Politica

COVID-19, il Sindaco Frascherelli:”Aiutiamo i bilanci dei Comuni per aiutare famiglie e imprese”

ll Sindaco di Finale Ligure, Frascherelli ha avanzato una proposta ad ANCI Liguria: “Come sappiamo la recente emergenza epidemiologica legata alla diffusione del virus Covid-19 ha posto il sistema economico reale in estrema difficoltà; con particolare riferimento ai Comuni, è altamente prevedibile che nel 2020 si realizzi una situazione di squilibrio, derivante in larga misura dalla contrazione delle entrate proprie, la cui fonte principale è rappresentata dall’IMU, anche se in gran parte arriva direttamente a Roma”.

“Affinché i Comuni possano pertanto continuare ad essere valido sostengo all’economia reale locale è pertanto fondamentale garantire il mantenimento degli equilibri di bilancio degli stessi attraverso certezza di risorse. I Comuni sono vicini alle esigenze del territorio, ne comprendono le problematiche, arrivano maggiormente a colmare le necessità, conoscono i punti di forza e di debolezza del tessuto produttivo ed hanno costante contatto con famiglie e categorie economiche. Insomma sono lo strumento più facile ed importante delle Istituzioni sovraordinate per arrivare prima e in modo capillare ai cittadini”.

“La proposta pertanto è una nuova disposizione normativa, da inserire nel prossimo ‘decreto Aprile’, che consentirebbe, a costo zero per la finanza pubblica, di poter considerare di competenza dell’esercizio 2020 l’IMU ordinariamente accertata in passato, anche se la corrispondente realizzazione in termini di cassa avverrà in anni successivi, sia spontaneamente da parte dei contribuenti, sia a seguito di attività accertativa da parte del Comune.
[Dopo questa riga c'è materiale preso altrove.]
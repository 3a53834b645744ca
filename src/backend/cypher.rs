//! Cypher script backend
//!
//! Renders every upsert and edge merge as a Cypher statement with inline
//! literals. Statements of one transaction are buffered and written as a
//! `:begin` / `:commit` block on commit, so the output can be replayed with
//! `cypher-shell -f`. A rolled back transaction writes nothing.
//!
//! The backend remembers which keys and edges it has emitted, so it reports
//! unresolved and existing edges exactly like the in-memory backend.

use super::{BackendError, BackendResult, EdgeMerge, GraphBackend, Upserted};
use crate::graph::{EdgeType, GraphError, NodeKey, NodeLabel, PropertyMap, PropertyValue};
use rustc_hash::{FxHashMap, FxHashSet};
use std::io::Write;
use tracing::debug;

#[derive(Debug, Default)]
struct PendingTransaction {
    statements: Vec<String>,
    nodes: Vec<(NodeKey, NodeLabel)>,
    edges: Vec<(NodeKey, NodeKey, EdgeType)>,
}

/// Backend producing a Cypher script
pub struct CypherScriptBackend<W: Write> {
    out: W,
    nodes: FxHashMap<NodeKey, NodeLabel>,
    edges: FxHashSet<(NodeKey, NodeKey, EdgeType)>,
    pending: Option<PendingTransaction>,
    statements_written: usize,
    closed: bool,
}

impl<W: Write> CypherScriptBackend<W> {
    pub fn new(out: W) -> Self {
        Self {
            out,
            nodes: FxHashMap::default(),
            edges: FxHashSet::default(),
            pending: None,
            statements_written: 0,
            closed: false,
        }
    }

    /// Number of statements flushed by committed transactions
    pub fn statements_written(&self) -> usize {
        self.statements_written
    }

    pub fn into_inner(self) -> W {
        self.out
    }

    fn pending(&mut self) -> BackendResult<&mut PendingTransaction> {
        if self.closed {
            return Err(BackendError::Connection("cypher script is closed".to_string()));
        }
        self.pending
            .as_mut()
            .ok_or(BackendError::TransactionState("no open transaction"))
    }

    /// Label a key resolves to, including writes of the open transaction
    fn label_of(&self, key: &NodeKey) -> Option<NodeLabel> {
        if let Some(label) = self.nodes.get(key) {
            return Some(*label);
        }
        self.pending
            .as_ref()?
            .nodes
            .iter()
            .find(|(pending_key, _)| pending_key == key)
            .map(|(_, label)| *label)
    }

    fn has_edge(&self, edge: &(NodeKey, NodeKey, EdgeType)) -> bool {
        self.edges.contains(edge)
            || self
                .pending
                .as_ref()
                .is_some_and(|tx| tx.edges.contains(edge))
    }
}

impl<W: Write> GraphBackend for CypherScriptBackend<W> {
    fn name(&self) -> &'static str {
        "cypher"
    }

    fn begin(&mut self) -> BackendResult<()> {
        if self.closed {
            return Err(BackendError::Connection("cypher script is closed".to_string()));
        }
        if self.pending.is_some() {
            return Err(BackendError::TransactionState("transaction already open"));
        }
        self.pending = Some(PendingTransaction::default());
        Ok(())
    }

    fn commit(&mut self) -> BackendResult<()> {
        self.pending()?;
        let Some(tx) = self.pending.take() else {
            return Err(BackendError::TransactionState("no open transaction"));
        };
        if tx.statements.is_empty() {
            return Ok(());
        }

        writeln!(self.out, ":begin")?;
        for statement in &tx.statements {
            writeln!(self.out, "{};", statement)?;
        }
        writeln!(self.out, ":commit")?;

        self.statements_written += tx.statements.len();
        self.nodes.extend(tx.nodes);
        self.edges.extend(tx.edges);
        Ok(())
    }

    fn rollback(&mut self) -> BackendResult<()> {
        let tx = std::mem::take(self.pending()?);
        self.pending = None;
        debug!(statements = tx.statements.len(), "discarding cypher transaction");
        Ok(())
    }

    fn upsert_node(
        &mut self,
        label: NodeLabel,
        key: &NodeKey,
        properties: PropertyMap,
    ) -> BackendResult<Upserted> {
        self.pending()?;
        let existing = self.label_of(key);
        if let Some(existing) = existing {
            if existing != label {
                return Err(GraphError::LabelConflict {
                    key: key.clone(),
                    existing,
                    requested: label,
                }
                .into());
            }
        }

        let statement = render_upsert(label, key, &properties);
        let tx = self.pending()?;
        tx.statements.push(statement);
        if existing.is_some() {
            return Ok(Upserted::Updated);
        }
        tx.nodes.push((key.clone(), label));
        Ok(Upserted::Created)
    }

    fn merge_edge(
        &mut self,
        edge_type: EdgeType,
        from: &NodeKey,
        to: &NodeKey,
    ) -> BackendResult<EdgeMerge> {
        self.pending()?;
        if self.label_of(from).is_none() {
            return Ok(EdgeMerge::Unresolved);
        }
        let Some(target_label) = self.label_of(to) else {
            return Ok(EdgeMerge::Unresolved);
        };
        if !edge_type.accepts_target(target_label) {
            return Ok(EdgeMerge::Unresolved);
        }

        let edge = (from.clone(), to.clone(), edge_type);
        if self.has_edge(&edge) {
            return Ok(EdgeMerge::Existing);
        }

        let statement = render_edge_merge(edge_type, from, to);
        let tx = self.pending()?;
        tx.statements.push(statement);
        tx.edges.push(edge);
        Ok(EdgeMerge::Created)
    }

    fn close(&mut self) -> BackendResult<()> {
        if self.closed {
            return Ok(());
        }
        self.pending = None;
        self.closed = true;
        self.out.flush()?;
        Ok(())
    }
}

/// `MERGE (n:Label {id: key}) SET n.a = .., n.b = ..`
pub fn render_upsert(label: NodeLabel, key: &NodeKey, properties: &PropertyMap) -> String {
    let mut statement = format!("MERGE (n:{} {{id: {}}})", label, render_key(key));
    let assignments: Vec<String> = properties
        .iter()
        .filter(|(name, _)| name.as_str() != "id")
        .map(|(name, value)| format!("n.{} = {}", name, render_literal(value)))
        .collect();
    if !assignments.is_empty() {
        statement.push_str(" SET ");
        statement.push_str(&assignments.join(", "));
    }
    statement
}

/// `MATCH (a {id: from}), (b[:Label] {id: to}) [WHERE ..] MERGE (a)-[:TYPE]->(b)`
pub fn render_edge_merge(edge_type: EdgeType, from: &NodeKey, to: &NodeKey) -> String {
    let (target_label, target_filter) = match edge_type.required_target_label() {
        Some(label) => (format!(":{}", label), String::new()),
        None => (
            String::new(),
            format!(" WHERE NOT b:{}", NodeLabel::Vulnerability),
        ),
    };
    format!(
        "MATCH (a {{id: {}}}), (b{} {{id: {}}}){} MERGE (a)-[:{}]->(b)",
        render_key(from),
        target_label,
        render_key(to),
        target_filter,
        edge_type
    )
}

fn render_key(key: &NodeKey) -> String {
    match key {
        NodeKey::Int(i) => i.to_string(),
        NodeKey::Text(s) => quote(s),
    }
}

/// Cypher literal for a property value
pub fn render_literal(value: &PropertyValue) -> String {
    match value {
        PropertyValue::String(s) => quote(s),
        PropertyValue::Integer(i) => i.to_string(),
        PropertyValue::Float(f) if f.is_finite() => {
            let text = f.to_string();
            if text.contains(['.', 'e', 'E']) {
                text
            } else {
                format!("{}.0", text)
            }
        }
        PropertyValue::Float(_) => "null".to_string(),
        PropertyValue::Boolean(b) => b.to_string(),
        PropertyValue::Array(items) => {
            let rendered: Vec<String> = items.iter().map(render_literal).collect();
            format!("[{}]", rendered.join(", "))
        }
        PropertyValue::Null => "null".to_string(),
    }
}

fn quote(s: &str) -> String {
    let mut quoted = String::with_capacity(s.len() + 2);
    quoted.push('\'');
    for c in s.chars() {
        match c {
            '\\' => quoted.push_str("\\\\"),
            '\'' => quoted.push_str("\\'"),
            '\n' => quoted.push_str("\\n"),
            '\r' => quoted.push_str("\\r"),
            '\t' => quoted.push_str("\\t"),
            other => quoted.push(other),
        }
    }
    quoted.push('\'');
    quoted
}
In sostanza si garantirebbe l’equilibrio di bilancio mediante l’adozione, esclusivamente per l’anno 2020 e limitatamente all’IMU ordinaria, del criterio della competenza anziché del criterio della cassa”.

La proposta dell’Amministrazione Frascherelli in pratica è una variazione dei criteri contabili della Finanza Pubblica che non avrebbe ripercussioni sugli equilibri nazionali.

“Comprendiamo le difficoltà del Governo di fornire denaro fresco a famiglie ed imprese, attuabile unicamente con la creazione di deficit che al momento l’Europa non ci consente, e su questo , quando l’incubo del Covid sarà un brutto ricordo, ci sarà molto da discutere, per questo tra le molte ipotesi al vaglio non possiamo scartare proposte facilmente attuabili e solo con vantaggi per il territorio”.

“Al fine di salvaguardare gli equilibri di bilancio dei Comuni, garantendo certezza di risorse, è consentito, in deroga ai criteri di contabilizzazione di cui al punto 3.7.5 dell’allegato 4/2 al D.Lgs. 118/2011 relativo al principio applicato della contabilità finanziaria, limitatamente all’esercizio 2020, l’accertamento convenzionale del gettito IMU ordinario derivante dai versamenti in autoliquidazione dei contribuenti, anche in assenza dei versamenti medesimi, senza accantonamento al fondo crediti dubbia esigibilità.
L’accertamento non potrà essere superiore alla media degli importi riscossi nel biennio 2018-2019 allo stesso titolo.
I successivi versamenti in ravvedimento operoso avvenuti nel 2021 anche oltre la chiusura del rendiconto 2020 dovranno essere imputati a residuo all’accertamento convenzionale di cui al paragrafo precedente, fino alla concorrenza dell’importo totale.
Qualora le riscossioni in ravvedimento operoso non fossero sufficienti a riscuotere per intero il residuo attivo relativo all’accertamento convenzionale i Comuni, in fase di attività accertativa riferita all’anno 2020, imputeranno le riscossioni dei primi avvisi di accertamento emessi nei confronti dei contribuenti a detto residuo attivo, accertando in competenza gli avvisi di accertamento emessi solo successivamente alla piena realizzazione dell’accertamento convenzionale di cui al primo paragrafo”.